So, how high is your approval rating? All of our politicians have approval ratings. Their surrogates spend their days trying to raise those ratings. They are not alone. Our need for approval affects us in unhealthy ways. Whose approval do we seek? Some seek the approval of others. Still others approve themselves like the politicians who say at the end of commercials, “And I approved this message.”
God approved Paul’s message because he had entrusted it to him. In the first century, Paul identified the difficulties of codependency by explaining to the Thessalonians, “We are not trying to please people but God.” This should have been clear to the Thessalonians who watched some of their citizens run Paul and his friends out of town. Because he did not live for their approval, Paul was able to tell these first century Christians the truth, the whole truth and nothing but the truth.

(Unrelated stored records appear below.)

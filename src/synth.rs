//! The `make-template` pipeline: media folder → editable album template.
//!
//! Scans a folder, orders its media by modification time, and lays the
//! files out into rows:
//!
//! - images fill a row up to the configured column count
//! - a video ends the current image row and gets a row of its own, with a
//!   blank line before and after it
//!
//! The written template starts with the three directives, a Markdown title
//! taken from the folder name, and then the media body:
//!
//! ```text
//! :folder photos/summer
//! :show_filenames
//! :use default.css
//!
//! # summer
//!
//! beach.jpg   dunes.jpg   pier.jpg
//! boat.jpg
//!
//! swim.mp4
//!
//! sunset.jpg
//! ```
//!
//! Every row's first token is a file of the scanned folder, so parsing the
//! template against the same, unchanged folder reads every row back as
//! media. Files whose names cannot be written as a row token (whitespace
//! anywhere, or a leading `:`) are left out and reported in
//! [`SynthResult::skipped`].

use crate::config::MediaConfig;
use crate::media::{self, MediaEntry, MediaError, MediaKind};
use std::fs;
use std::path::{Path, PathBuf};
use thiserror::Error;

/// Stylesheet bundled into the binary and used when none is given.
pub const DEFAULT_CSS: &str = include_str!("../static/default.css");

/// File name the bundled stylesheet is written under.
pub const DEFAULT_CSS_NAME: &str = "default.css";

#[derive(Error, Debug)]
pub enum SynthError {
    #[error("IO error: {0}")]
    Io(#[from] std::io::Error),
    #[error(transparent)]
    Media(#[from] MediaError),
    #[error("Column count must be at least 1")]
    ZeroColumns,
}

/// Order of media in the generated layout.
#[derive(Debug, Clone, Copy, PartialEq, Eq)]
pub enum SortOrder {
    /// Oldest first.
    Ascending,
    /// Newest first.
    Descending,
}

impl SortOrder {
    /// `asc` means oldest first; every other token means newest first.
    pub fn from_token(token: &str) -> Self {
        if token == "asc" {
            SortOrder::Ascending
        } else {
            SortOrder::Descending
        }
    }
}

/// Options for one `make-template` run.
#[derive(Debug, Clone)]
pub struct SynthOptions {
    pub columns: usize,
    pub order: SortOrder,
    /// Stylesheet for the `:use` line. `None` writes the bundled stylesheet
    /// next to the template and points at it.
    pub stylesheet: Option<String>,
}

impl Default for SynthOptions {
    fn default() -> Self {
        Self {
            columns: 3,
            order: SortOrder::Ascending,
            stylesheet: None,
        }
    }
}

/// One line of the media body.
#[derive(Debug, Clone, PartialEq, Eq)]
pub struct LayoutRow {
    pub names: Vec<String>,
    pub kind: MediaKind,
}

/// What a run produced, for reporting.
#[derive(Debug)]
pub struct SynthResult {
    pub template: PathBuf,
    pub title: String,
    pub stylesheet: String,
    /// Set when the bundled stylesheet was written by this run.
    pub wrote_stylesheet: Option<PathBuf>,
    pub rows: Vec<LayoutRow>,
    /// Media files left out of the layout, see [`is_row_token`].
    pub skipped: Vec<String>,
}

/// Sort entries by modification time; ties fall back to the basename,
/// a to z in both orders.
pub fn sort_entries(entries: &mut [MediaEntry], order: SortOrder) {
    entries.sort_by(|a, b| {
        let by_time = match order {
            SortOrder::Ascending => a.modified.cmp(&b.modified),
            SortOrder::Descending => b.modified.cmp(&a.modified),
        };
        by_time.then_with(|| a.name.cmp(&b.name))
    });
}

/// Whether `name` reads back as a single media token on a row line: the
/// parser splits rows on whitespace and takes a leading `:` as a directive.
pub fn is_row_token(name: &str) -> bool {
    !name.starts_with(':') && !name.chars().any(char::is_whitespace)
}

/// Lay sorted entries out into rows.
pub fn layout_rows(entries: &[MediaEntry], columns: usize) -> Vec<LayoutRow> {
    let mut rows = Vec::new();
    let mut current: Vec<String> = Vec::new();

    for entry in entries {
        match entry.kind {
            MediaKind::Video => {
                if !current.is_empty() {
                    rows.push(LayoutRow {
                        names: std::mem::take(&mut current),
                        kind: MediaKind::Image,
                    });
                }
                rows.push(LayoutRow {
                    names: vec![entry.name.clone()],
                    kind: MediaKind::Video,
                });
            }
            MediaKind::Image => {
                current.push(entry.name.clone());
                if current.len() == columns {
                    rows.push(LayoutRow {
                        names: std::mem::take(&mut current),
                        kind: MediaKind::Image,
                    });
                }
            }
        }
    }
    if !current.is_empty() {
        rows.push(LayoutRow {
            names: current,
            kind: MediaKind::Image,
        });
    }
    rows
}

/// Write the media body: image rows one per line with names separated by
/// three spaces, each video on its own line surrounded by blank lines.
pub fn format_body(rows: &[LayoutRow]) -> String {
    let mut body = String::new();
    for row in rows {
        match row.kind {
            MediaKind::Image => {
                body.push_str(&row.names.join("   "));
                body.push('\n');
            }
            MediaKind::Video => {
                body.push('\n');
                body.push_str(&row.names.join("   "));
                body.push_str("\n\n");
            }
        }
    }
    body
}

/// Assemble the full template text.
pub fn format_template(folder: &str, stylesheet: &str, title: &str, rows: &[LayoutRow]) -> String {
    format!(
        ":folder {folder}\n:show_filenames\n:use {stylesheet}\n\n# {title}\n\n{}\n",
        format_body(rows)
    )
}

/// Album title: the last component of the folder's absolute path, so that
/// `.` still yields a real name.
pub fn folder_title(folder: &Path) -> String {
    fs::canonicalize(folder)
        .or_else(|_| std::path::absolute(folder))
        .ok()
        .and_then(|p| p.file_name().map(|n| n.to_string_lossy().to_string()))
        .unwrap_or_else(|| folder.display().to_string())
}

/// Scan `folder` and write a template to `output`.
pub fn make_template(
    folder: &Path,
    output: &Path,
    options: &SynthOptions,
    media: &MediaConfig,
) -> Result<SynthResult, SynthError> {
    if options.columns == 0 {
        return Err(SynthError::ZeroColumns);
    }

    let (mut entries, skipped): (Vec<MediaEntry>, Vec<MediaEntry>) =
        media::scan_folder(folder, media)?
            .into_iter()
            .partition(|e| is_row_token(&e.name));
    sort_entries(&mut entries, options.order);
    let rows = layout_rows(&entries, options.columns);
    let title = folder_title(folder);

    // The bundled stylesheet is only written once the template is in place.
    let (stylesheet, bundled) = match &options.stylesheet {
        Some(css) => (css.clone(), None),
        None => {
            let css_path = output.with_file_name(DEFAULT_CSS_NAME);
            (css_path.display().to_string(), Some(css_path))
        }
    };

    let text = format_template(&folder.display().to_string(), &stylesheet, &title, &rows);
    fs::write(output, text)?;

    let wrote_stylesheet = match bundled {
        Some(css_path) if !css_path.exists() => {
            fs::write(&css_path, DEFAULT_CSS)?;
            Some(css_path)
        }
        _ => None,
    };

    Ok(SynthResult {
        template: output.to_path_buf(),
        title,
        stylesheet,
        wrote_stylesheet,
        rows,
        skipped: skipped.into_iter().map(|e| e.name).collect(),
    })
}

In a way, what other people think of us is none of our business. Swedish Diplomat and UN Secretary General Dag Hammerskjold wrote, “Around a person who has been pushed into the limelight a legend begins to grow as it does around a dead man. But a dead man is in no danger of yielding to the temptation to nourish his legend, or accept its picture as reality. I pity the man who falls in love with his image as it is drawn by public opinion during the honeymoon of publicity.” Like Paul, we live our lives for an audience of One. God’s opinion is the one that really matters. He approves us not on the basis of our works but on the finished work of Christ on the cross.